I nod slowly. “I’m aware I can’t trust him.”
“Trust no one automatically.” She says it almost gently.
“In your business, trust only yourself and those who have earned it.” Her tone changes to become brisk.
“The old transport routes through the south corridor… Three people had operational access to those routes when Katya disappeared. Josef, Kolya, and Nathan.”
I don’t react. I already know this, and I’m not surprised she has made it her business to learn as well. Even when my father was alive, making her live in fear, she did her best to stay informed and take pieces of power where she could.
“I’m not telling you who the leak is because I don’t know either.
I don’t believe it’s Nathan, but he’s my son, so I could have a blind spot.
” She steps closer. “I’m telling you where to look.
The corridor routes intersect with three of the compromised shipments Nadia flagged.
Whoever sold those routes had access to family-level security clearance, which eliminates outside contractors and narrows it to people who eat at my table. ”
“You’re sure about the access list?” I don’t know her source, but her information lines up with mine. I’m mainly asking in hopes she’ll tell me something I didn’t know or maybe give me a glimpse into how she gathers intelligence.
She doesn’t. “I’ve been managing this family’s operational knowledge for twelve years.
I know who had access to what and when that access changed.
” She holds my gaze. “Your father’s cage was made of control and indifference.
Yours is made of protection and good intentions.
Both cages lock from the same side, Valentin.
Make sure you know the difference before the woman inside it stops being able to tell. ”
Mama leaves. When I return to the dining room, Nathan is gone.
Only Margot remains, and she crosses to where I’m standing.
The candlelight catches the line of her face and the clean edge of the dress she chose from Nadia’s selections as I ruminate on Mama’s words.
Brave women in this family have a habit of paying for the decisions the men make on their behalf.

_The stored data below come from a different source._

//! Timer notifications and the listener registry.

use std::fmt;
use std::panic::{self, AssertUnwindSafe};

use serde::Serialize;

use super::state::TimerSnapshot;
use crate::types::{Activity, Session};

/// Something that happened to the timer.
#[derive(Debug, Clone, PartialEq, Eq, Serialize)]
#[serde(tag = "type", rename_all = "kebab-case", rename_all_fields = "camelCase")]
pub enum TimerEvent {
    Start {
        snapshot: TimerSnapshot,
    },
    Pause {
        snapshot: TimerSnapshot,
    },
    Resume {
        snapshot: TimerSnapshot,
    },
    /// A session was completed and appended to the log.
    Stop {
        snapshot: TimerSnapshot,
        session: Session,
        auto_stopped: bool,
    },
    /// The in-flight session was discarded without being saved.
    Reset {
        snapshot: TimerSnapshot,
        discarded: Option<Session>,
    },
    Tick {
        snapshot: TimerSnapshot,
    },
    /// The activity's per-session limit was reached. Follows the `Stop` event.
    AutoStop {
        snapshot: TimerSnapshot,
        session: Session,
        activity: Activity,
    },
}

impl TimerEvent {
    /// Wire name of the event (`start`, `auto-stop`, ...).
    #[must_use]
    pub const fn name(&self) -> &'static str {
        match self {
            Self::Start { .. } => "start",
            Self::Pause { .. } => "pause",
            Self::Resume { .. } => "resume",
            Self::Stop { .. } => "stop",
            Self::Reset { .. } => "reset",
            Self::Tick { .. } => "tick",
            Self::AutoStop { .. } => "auto-stop",
        }
    }

    /// Timer state right after the event.
    #[must_use]
    pub const fn snapshot(&self) -> &TimerSnapshot {
        match self {
            Self::Start { snapshot }
            | Self::Pause { snapshot }
            | Self::Resume { snapshot }
            | Self::Stop { snapshot, .. }
            | Self::Reset { snapshot, .. }
            | Self::Tick { snapshot }
            | Self::AutoStop { snapshot, .. } => snapshot,
        }
    }
}

/// Error a listener may report. It is logged and otherwise ignored.
pub type ListenerError = Box<dyn std::error::Error + Send + Sync>;

/// Return type of a timer listener.
pub type ListenerResult = Result<(), ListenerError>;

type Listener = Box<dyn FnMut(&TimerEvent) -> ListenerResult>;

/// Handle returned by `subscribe`; pass it to `unsubscribe` to stop delivery.
#[derive(Debug, Clone, Copy, PartialEq, Eq, Hash)]
pub struct SubscriptionId(u64);

/// Ordered listener list. Delivery follows subscription order.
#[derive(Default)]
pub(crate) struct Listeners {
    next_id: u64,
    entries: Vec<(SubscriptionId, Listener)>,
}

impl fmt::Debug for Listeners {
    fn fmt(&self, f: &mut fmt::Formatter<'_>) -> fmt::Result {
        f.debug_struct("Listeners")
            .field("count", &self.entries.len())
            .finish()
    }
}

impl Listeners {
    pub fn add(&mut self, listener: Listener) -> SubscriptionId {
        self.next_id += 1;
        let id = SubscriptionId(self.next_id);
        self.entries.push((id, listener));
        id
    }

    pub fn remove(&mut self, id: SubscriptionId) -> bool {
        let before = self.entries.len();
        self.entries.retain(|(entry_id, _)| *entry_id != id);
        self.entries.len() != before
    }

    /// Delivers `event` to every listener. A listener that errors or panics
    /// is logged and skipped; the rest still run.
    pub fn dispatch(&mut self, event: &TimerEvent) {
        for (id, listener) in &mut self.entries {
            match panic::catch_unwind(AssertUnwindSafe(|| listener(event))) {
                Ok(Ok(())) => {}
                Ok(Err(error)) => tracing::warn!(
                    subscription = id.0,
                    event = event.name(),
                    %error,
                    "timer listener failed"
                ),
                Err(_) => tracing::error!(
                    subscription = id.0,
                    event = event.name(),
                    "timer listener panicked"
                ),
            }
        }
    }
}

“Who do you think is the leak?” Margot’s voice is quiet and direct, and the question carries six weeks of watching, learning, and refusing to pretend she doesn’t see what’s happening inside these walls.
I look at her but don’t answer, because the honest answer would name a suspicion I lack proof to voice yet, and lying to Margot has become something I’m no longer willing to do casually.
She waits. Then she nods, like my silence told her more than words would have, and walks out.
I stand near the empty table with the candles burning down and the staff waiting at the edges.
Mama’s words haunt me as I finally leave the dining room to go upstairs.
I don’t want my decisions to lead to another woman’s death, especially not Margot’s.
I already care about her more than I should.
The smart thing would be to distance myself.
Instead, I pause at her door and knock. She answers a moment later, studies me for a moment, and opens the door wider. “Come in.”
When she closes the door behind her, I pull her into my arms. She doesn’t resist, and I ignore the voice whispering I’m risking far more than a bad operation by surrendering to the pull between us. That no longer matters when she’s against me, warm and willing.